THE TASK:
Read the listing below and copy out each line where the word "bounds" occurs.

DATA:
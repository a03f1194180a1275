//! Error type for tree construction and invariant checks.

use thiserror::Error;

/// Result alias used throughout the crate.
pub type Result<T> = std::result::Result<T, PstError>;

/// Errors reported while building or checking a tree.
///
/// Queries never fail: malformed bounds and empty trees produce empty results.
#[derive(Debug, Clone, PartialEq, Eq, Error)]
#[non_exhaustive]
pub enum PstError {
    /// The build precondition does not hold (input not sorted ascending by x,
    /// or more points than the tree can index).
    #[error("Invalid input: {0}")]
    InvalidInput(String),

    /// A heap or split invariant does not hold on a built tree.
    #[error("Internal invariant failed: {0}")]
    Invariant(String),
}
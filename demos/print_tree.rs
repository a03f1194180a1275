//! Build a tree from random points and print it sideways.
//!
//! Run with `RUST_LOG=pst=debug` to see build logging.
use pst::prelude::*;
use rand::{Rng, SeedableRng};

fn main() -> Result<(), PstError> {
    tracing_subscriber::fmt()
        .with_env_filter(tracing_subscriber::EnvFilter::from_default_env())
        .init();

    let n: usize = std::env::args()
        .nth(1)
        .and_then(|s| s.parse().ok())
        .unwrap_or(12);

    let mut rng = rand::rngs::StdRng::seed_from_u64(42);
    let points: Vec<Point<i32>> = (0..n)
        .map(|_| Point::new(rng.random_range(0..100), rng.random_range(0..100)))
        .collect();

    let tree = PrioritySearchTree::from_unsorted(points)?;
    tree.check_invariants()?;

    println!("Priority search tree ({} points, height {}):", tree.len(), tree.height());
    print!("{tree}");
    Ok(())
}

...

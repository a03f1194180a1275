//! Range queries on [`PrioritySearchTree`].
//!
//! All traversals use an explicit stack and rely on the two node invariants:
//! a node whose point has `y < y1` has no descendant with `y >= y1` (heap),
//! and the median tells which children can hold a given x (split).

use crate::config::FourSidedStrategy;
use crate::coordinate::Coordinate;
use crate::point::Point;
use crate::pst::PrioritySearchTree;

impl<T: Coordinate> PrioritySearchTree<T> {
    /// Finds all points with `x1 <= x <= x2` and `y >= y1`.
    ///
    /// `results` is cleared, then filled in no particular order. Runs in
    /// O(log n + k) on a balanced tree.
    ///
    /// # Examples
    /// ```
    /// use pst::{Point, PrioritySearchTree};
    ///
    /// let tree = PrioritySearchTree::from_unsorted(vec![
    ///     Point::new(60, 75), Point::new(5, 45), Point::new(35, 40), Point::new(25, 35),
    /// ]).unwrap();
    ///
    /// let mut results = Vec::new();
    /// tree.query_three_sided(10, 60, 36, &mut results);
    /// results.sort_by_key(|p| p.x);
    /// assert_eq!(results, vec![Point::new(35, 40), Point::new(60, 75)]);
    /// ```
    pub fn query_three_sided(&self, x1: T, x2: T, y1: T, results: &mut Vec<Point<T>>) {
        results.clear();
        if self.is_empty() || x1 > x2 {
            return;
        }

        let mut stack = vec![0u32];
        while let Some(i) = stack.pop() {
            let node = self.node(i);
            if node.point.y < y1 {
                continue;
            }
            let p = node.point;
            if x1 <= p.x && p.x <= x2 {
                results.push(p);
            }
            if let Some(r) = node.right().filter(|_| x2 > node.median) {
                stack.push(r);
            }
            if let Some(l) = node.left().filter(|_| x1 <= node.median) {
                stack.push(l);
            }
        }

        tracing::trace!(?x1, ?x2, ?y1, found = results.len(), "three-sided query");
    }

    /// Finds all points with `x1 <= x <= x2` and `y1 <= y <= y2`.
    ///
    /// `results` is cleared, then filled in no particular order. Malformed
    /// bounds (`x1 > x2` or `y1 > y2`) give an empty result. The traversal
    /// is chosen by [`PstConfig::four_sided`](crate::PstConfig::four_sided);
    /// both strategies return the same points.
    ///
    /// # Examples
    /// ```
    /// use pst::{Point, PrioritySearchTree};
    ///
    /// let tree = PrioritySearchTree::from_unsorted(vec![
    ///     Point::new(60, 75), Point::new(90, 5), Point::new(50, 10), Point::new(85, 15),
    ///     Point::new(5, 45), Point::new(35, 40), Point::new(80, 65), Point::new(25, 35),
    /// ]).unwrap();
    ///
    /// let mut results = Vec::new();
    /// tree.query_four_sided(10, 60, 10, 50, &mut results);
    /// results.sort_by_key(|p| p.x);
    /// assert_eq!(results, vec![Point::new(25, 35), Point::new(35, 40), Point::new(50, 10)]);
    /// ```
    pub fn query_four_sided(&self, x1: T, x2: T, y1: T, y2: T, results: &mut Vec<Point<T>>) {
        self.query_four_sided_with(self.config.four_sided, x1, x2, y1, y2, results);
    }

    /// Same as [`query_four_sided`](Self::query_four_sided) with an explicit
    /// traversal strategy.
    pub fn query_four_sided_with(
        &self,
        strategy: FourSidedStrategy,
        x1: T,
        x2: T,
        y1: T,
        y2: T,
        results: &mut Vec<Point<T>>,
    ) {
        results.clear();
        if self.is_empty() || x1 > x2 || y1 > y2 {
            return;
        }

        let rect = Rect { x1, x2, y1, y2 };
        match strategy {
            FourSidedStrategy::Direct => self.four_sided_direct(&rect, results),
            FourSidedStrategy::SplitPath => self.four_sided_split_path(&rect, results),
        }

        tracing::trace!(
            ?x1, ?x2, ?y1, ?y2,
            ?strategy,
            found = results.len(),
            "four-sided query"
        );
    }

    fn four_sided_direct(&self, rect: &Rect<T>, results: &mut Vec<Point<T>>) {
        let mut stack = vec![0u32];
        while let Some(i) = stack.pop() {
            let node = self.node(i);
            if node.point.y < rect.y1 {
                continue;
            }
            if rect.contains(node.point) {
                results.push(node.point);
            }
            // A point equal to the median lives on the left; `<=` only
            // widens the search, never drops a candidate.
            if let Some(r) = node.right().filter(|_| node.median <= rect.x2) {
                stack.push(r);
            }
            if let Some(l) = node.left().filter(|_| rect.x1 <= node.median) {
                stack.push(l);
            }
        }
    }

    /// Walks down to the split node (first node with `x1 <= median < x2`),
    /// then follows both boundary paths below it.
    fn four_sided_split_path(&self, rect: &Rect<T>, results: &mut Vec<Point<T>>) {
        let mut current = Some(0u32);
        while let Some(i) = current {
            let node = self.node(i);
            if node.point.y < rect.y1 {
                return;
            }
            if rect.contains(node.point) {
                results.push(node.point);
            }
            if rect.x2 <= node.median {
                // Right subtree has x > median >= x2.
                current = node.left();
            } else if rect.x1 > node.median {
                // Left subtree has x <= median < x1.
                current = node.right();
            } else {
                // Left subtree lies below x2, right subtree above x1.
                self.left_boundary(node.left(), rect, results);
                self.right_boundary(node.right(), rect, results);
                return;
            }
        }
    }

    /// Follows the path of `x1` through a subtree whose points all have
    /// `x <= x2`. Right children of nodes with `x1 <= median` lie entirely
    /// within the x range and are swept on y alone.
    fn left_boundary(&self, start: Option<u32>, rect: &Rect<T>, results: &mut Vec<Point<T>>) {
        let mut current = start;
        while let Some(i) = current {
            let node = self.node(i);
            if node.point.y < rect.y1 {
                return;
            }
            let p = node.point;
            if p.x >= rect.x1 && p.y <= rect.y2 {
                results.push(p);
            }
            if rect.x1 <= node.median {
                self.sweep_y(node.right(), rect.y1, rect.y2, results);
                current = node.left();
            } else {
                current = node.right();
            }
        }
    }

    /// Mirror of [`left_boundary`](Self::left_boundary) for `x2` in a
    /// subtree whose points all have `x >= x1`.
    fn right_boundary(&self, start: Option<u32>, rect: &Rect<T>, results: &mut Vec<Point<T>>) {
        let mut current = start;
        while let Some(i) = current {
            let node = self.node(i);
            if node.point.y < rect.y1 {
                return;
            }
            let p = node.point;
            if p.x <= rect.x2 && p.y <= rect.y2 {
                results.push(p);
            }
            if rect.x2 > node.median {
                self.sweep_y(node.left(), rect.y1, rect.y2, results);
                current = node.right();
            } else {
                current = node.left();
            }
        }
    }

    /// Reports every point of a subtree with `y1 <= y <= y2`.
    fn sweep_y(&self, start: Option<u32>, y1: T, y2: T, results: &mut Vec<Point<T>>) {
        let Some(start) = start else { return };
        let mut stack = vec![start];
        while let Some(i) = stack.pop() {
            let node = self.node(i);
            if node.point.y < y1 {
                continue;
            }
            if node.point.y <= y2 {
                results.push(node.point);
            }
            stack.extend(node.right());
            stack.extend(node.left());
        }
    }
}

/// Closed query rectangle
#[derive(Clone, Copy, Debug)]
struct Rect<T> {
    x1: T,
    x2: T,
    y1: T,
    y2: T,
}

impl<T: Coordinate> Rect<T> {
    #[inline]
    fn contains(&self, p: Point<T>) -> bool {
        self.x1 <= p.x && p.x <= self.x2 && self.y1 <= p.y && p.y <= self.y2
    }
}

RESULT OF THIS TASK:
/// Queries never fail: malformed bounds and empty trees produce empty results.
    /// bounds (`x1 > x2` or `y1 > y2`) give an empty result. The traversal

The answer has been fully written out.